▶ _PROBLEM_:
Wherever a line in the data below holds "IntoResponse", copy that line.

▶ _EXERCISE DATA_:
• • • •
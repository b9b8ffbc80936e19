// SPDX-License-Identifier: AGPL-3.0-or-later
//
// Copyright (C) 2026 Relational Network

use axum::{
    extract::{rejection::JsonRejection, FromRequest},
    http::StatusCode,
    response::{IntoResponse, Response},
    Json,
};
use serde::Serialize;

use crate::access::AccessDenied;
use crate::auth::AuthError;
use crate::storage::StoreError;

#[derive(Debug)]
pub struct ApiError {
    pub status: StatusCode,
    pub message: String,
}

#[derive(Serialize)]
struct ErrorBody {
    error: String,
}

impl ApiError {
    pub fn new(status: StatusCode, message: impl Into<String>) -> Self {
        Self {
            status,
            message: message.into(),
        }
    }

    pub fn not_found(message: impl Into<String>) -> Self {
        Self::new(StatusCode::NOT_FOUND, message)
    }

    pub fn bad_request(message: impl Into<String>) -> Self {
        Self::new(StatusCode::BAD_REQUEST, message)
    }

    pub fn unauthorized() -> Self {
        Self::new(StatusCode::UNAUTHORIZED, "Unauthorized")
    }

    pub fn internal() -> Self {
        Self::new(StatusCode::INTERNAL_SERVER_ERROR, "Internal server error")
    }
}

impl From<AuthError> for ApiError {
    fn from(e: AuthError) -> Self {
        match e {
            AuthError::Unauthorized => Self::unauthorized(),
            AuthError::Store(e) => e.into(),
        }
    }
}

impl From<StoreError> for ApiError {
    fn from(e: StoreError) -> Self {
        if e.is_infrastructure() {
            tracing::error!(error = %e, "store backend failure");
        } else {
            tracing::warn!(error = %e, "unhandled store outcome");
        }
        Self::internal()
    }
}

impl From<JsonRejection> for ApiError {
    fn from(rejection: JsonRejection) -> Self {
        Self::new(rejection.status(), rejection.body_text())
    }
}

impl From<AccessDenied> for ApiError {
    fn from(e: AccessDenied) -> Self {
        Self::not_found(e.to_string())
    }
}

impl IntoResponse for ApiError {
    fn into_response(self) -> Response {
        let body = Json(ErrorBody {
            error: self.message,
        });
        (self.status, body).into_response()
    }
}

/// `Json` request body whose rejections render as [`ApiError`].
#[derive(Debug, FromRequest)]
#[from_request(via(Json), rejection(ApiError))]
pub struct JsonBody<T>(pub T);

#[cfg(test)]
mod tests {
    use super::*;
    use axum::body::to_bytes;

    #[test]
    fn constructors_set_status_and_message() {
        let nf = ApiError::not_found("missing");
        assert_eq!(nf.status, StatusCode::NOT_FOUND);
        assert_eq!(nf.message, "missing");

        let bad = ApiError::bad_request("bad");
        assert_eq!(bad.status, StatusCode::BAD_REQUEST);
        assert_eq!(bad.message, "bad");

        let unauth = ApiError::unauthorized();
        assert_eq!(unauth.status, StatusCode::UNAUTHORIZED);
        assert_eq!(unauth.message, "Unauthorized");
    }

    #[test]
    fn conversions_pick_status() {
        assert_eq!(ApiError::from(AuthError::Unauthorized).status, StatusCode::UNAUTHORIZED);
        assert_eq!(
            ApiError::from(AuthError::Store(StoreError::Unavailable("down".into()))).status,
            StatusCode::INTERNAL_SERVER_ERROR
        );

        let denied = ApiError::from(AccessDenied);
        assert_eq!(denied.status, StatusCode::NOT_FOUND);
        assert_eq!(denied.message, "Not found");
    }

    #[tokio::test]
    async fn into_response_returns_json_body() {
        let response = ApiError::bad_request("Missing name").into_response();
        assert_eq!(response.status(), StatusCode::BAD_REQUEST);

        let body_bytes = to_bytes(response.into_body(), usize::MAX).await.unwrap();
        let body = String::from_utf8(body_bytes.to_vec()).unwrap();
        assert_eq!(body, r#"{"error":"Missing name"}"#);
    }
}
• • • •
▶ _ANSWER BELOW_:
    response::{IntoResponse, Response},
impl IntoResponse for ApiError {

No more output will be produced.